TASK INSTRUCTIONS: Return every entry exactly.

[Collected data]
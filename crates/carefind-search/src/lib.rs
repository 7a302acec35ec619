//! Location and facility search engine.
//!
//! [`HybridSearch`] merges the static [`Gazetteer`], the caller's facility
//! snapshot ([`FacilityIndex`]) and a remote [`PlaceResolver`] into one
//! ranked suggestion list. [`QueryScheduler`] debounces keystroke bursts in
//! front of it, and [`NearbyFilter`] applies distance-based filtering once a
//! location has been committed.

pub mod error;
pub mod facility_index;
pub mod gazetteer;
pub mod hybrid;
pub mod nearby;
mod query;
pub mod resolver;
pub mod scheduler;

pub use error::SearchError;
pub use facility_index::FacilityIndex;
pub use gazetteer::Gazetteer;
pub use hybrid::HybridSearch;
pub use nearby::{NearbyFilter, NearbySort};
pub use query::MIN_QUERY_CHARS;
pub use resolver::PlaceResolver;
pub use scheduler::{Delivery, QueryScheduler, SearchRequest, SuggestionSource};
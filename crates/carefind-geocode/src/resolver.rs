//! Free text to geocoded place suggestions.

use carefind_core::Suggestion;

use crate::client::NominatimClient;

/// Turns free text into `Place` suggestions that already carry coordinates.
///
/// Provider failures are logged and yield an empty list: a missing remote
/// contribution must never sink the wider search.
#[derive(Debug, Clone)]
pub struct RemoteResolver {
    client: NominatimClient,
}

impl RemoteResolver {
    #[must_use]
    pub fn new(client: NominatimClient) -> Self {
        Self { client }
    }

    /// Ask the provider for up to `limit` candidates.
    ///
    /// Hits with unusable coordinates are skipped.
    pub async fn resolve(&self, query: &str, limit: usize) -> Vec<Suggestion> {
        let query = query.trim();
        if query.is_empty() || limit == 0 {
            return Vec::new();
        }

        match self.client.search(query, limit).await {
            Ok(places) => places
                .iter()
                .filter_map(|place| {
                    let coordinates = place.coordinates()?;
                    Some(Suggestion::resolved_place(
                        place.short_name(),
                        place.display_name.clone(),
                        coordinates,
                    ))
                })
                .take(limit)
                .collect(),
            Err(e) => {
                tracing::warn!(
                    query,
                    source = "nominatim",
                    error = %e,
                    "remote place search failed; continuing without it"
                );
                Vec::new()
            }
        }
    }
}
use thiserror::Error;

/// Errors returned by the place-search provider client.
#[derive(Debug, Error)]
pub enum GeocodeError {
    /// Network, TLS or timeout failure from the underlying HTTP client.
    #[error("HTTP error: {0}")]
    Http(#[from] reqwest::Error),

    #[error("unexpected HTTP status {status} from {url}")]
    UnexpectedStatus { status: u16, url: String },

    /// The response body could not be deserialized into the expected type.
    #[error("JSON deserialization error for {context}: {source}")]
    Deserialize {
        context: String,
        #[source]
        source: serde_json::Error,
    },

    /// The provider answered but had no usable match.
    #[error("no location found for \"{query}\"")]
    NotFound { query: String },

    #[error("invalid input: {0}")]
    InvalidInput(String),

    #[error("invalid base URL '{url}': {reason}")]
    InvalidBaseUrl { url: String, reason: String },
}

impl GeocodeError {
    /// `true` for transport-level failures: network, timeout, non-2xx, or a
    /// body that isn't the expected JSON.
    #[must_use]
    pub fn is_remote_unavailable(&self) -> bool {
        matches!(
            self,
            GeocodeError::Http(_)
                | GeocodeError::UnexpectedStatus { .. }
                | GeocodeError::Deserialize { .. }
        )
    }
}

OUTPUT FOR THIS EXERCISE:
filename crates/carefind-search/src/lib.rs
repository 7a302acec35ec619
//! Location and facility search engine.
//!
//! [`HybridSearch`] merges the static [`Gazetteer`], the caller's facility
//! snapshot ([`FacilityIndex`]) and a remote [`PlaceResolver`] into one
//! ranked suggestion list. [`QueryScheduler`] debounces keystroke bursts in
//! front of it, and [`NearbyFilter`] applies distance-based filtering once a
//! location has been committed.

pub mod error;
pub mod facility_index;
pub mod gazetteer;
pub mod hybrid;
pub mod nearby;
mod query;
pub mod resolver;
pub mod scheduler;

pub use error::SearchError;
pub use facility_index::FacilityIndex;
pub use gazetteer::Gazetteer;
pub use hybrid::HybridSearch;
pub use nearby::{NearbyFilter, NearbySort};
pub use query::MIN_QUERY_CHARS;
pub use resolver::PlaceResolver;
pub use scheduler::{Delivery, QueryScheduler, SearchRequest, SuggestionSource};
filename crates/carefind-geocode/src/resolver.rs
//! Free text to geocoded place suggestions.

use carefind_core::Suggestion;

use crate::client::NominatimClient;

/// Turns free text into `Place` suggestions that already carry coordinates.
///
/// Provider failures are logged and yield an empty list: a missing remote
/// contribution must never sink the wider search.
#[derive(Debug, Clone)]
pub struct RemoteResolver {
    client: NominatimClient,
}

impl RemoteResolver {
    #[must_use]
    pub fn new(client: NominatimClient) -> Self {
        Self { client }
    }

    /// Ask the provider for up to `limit` candidates.
    ///
    /// Hits with unusable coordinates are skipped.
    pub async fn resolve(&self, query: &str, limit: usize) -> Vec<Suggestion> {
        let query = query.trim();
        if query.is_empty() || limit == 0 {
            return Vec::new();
        }

        match self.client.search(query, limit).await {
            Ok(places) => places
                .iter()
                .filter_map(|place| {
                    let coordinates = place.coordinates()?;
                    Some(Suggestion::resolved_place(
                        place.short_name(),
                        place.display_name.clone(),
                        coordinates,
                    ))
                })
                .take(limit)
                .collect(),
            Err(e) => {
                tracing::warn!(
                    query,
                    source = "nominatim",
                    error = %e,
                    "remote place search failed; continuing without it"
                );
                Vec::new()
            }
        }
    }
}
use thiserror::Error;

/// Errors returned by the place-search provider client.
#[derive(Debug, Error)]
pub enum GeocodeError {
    /// Network, TLS or timeout failure from the underlying HTTP client.
    #[error("HTTP error: {0}")]
    Http(#[from] reqwest::Error),

    #[error("unexpected HTTP status {status} from {url}")]
    UnexpectedStatus { status: u16, url: String },

    /// The response body could not be deserialized into the expected type.
    #[error("JSON deserialization error for {context}: {source}")]
    Deserialize {
        context: String,
        #[source]
        source: serde_json::Error,
    },

    /// The provider answered but had no usable match.
    #[error("no location found for \"{query}\"")]
    NotFound { query: String },

    #[error("invalid input: {0}")]
    InvalidInput(String),

    #[error("invalid base URL '{url}': {reason}")]
    InvalidBaseUrl { url: String, reason: String },
}

impl GeocodeError {
    /// `true` for transport-level failures: network, timeout, non-2xx, or a
    /// body that isn't the expected JSON.
    #[must_use]
    pub fn is_remote_unavailable(&self) -> bool {
        matches!(
            self,
            GeocodeError::Http(_)
                | GeocodeError::UnexpectedStatus { .. }
                | GeocodeError::Deserialize { .. }
        )
    }
}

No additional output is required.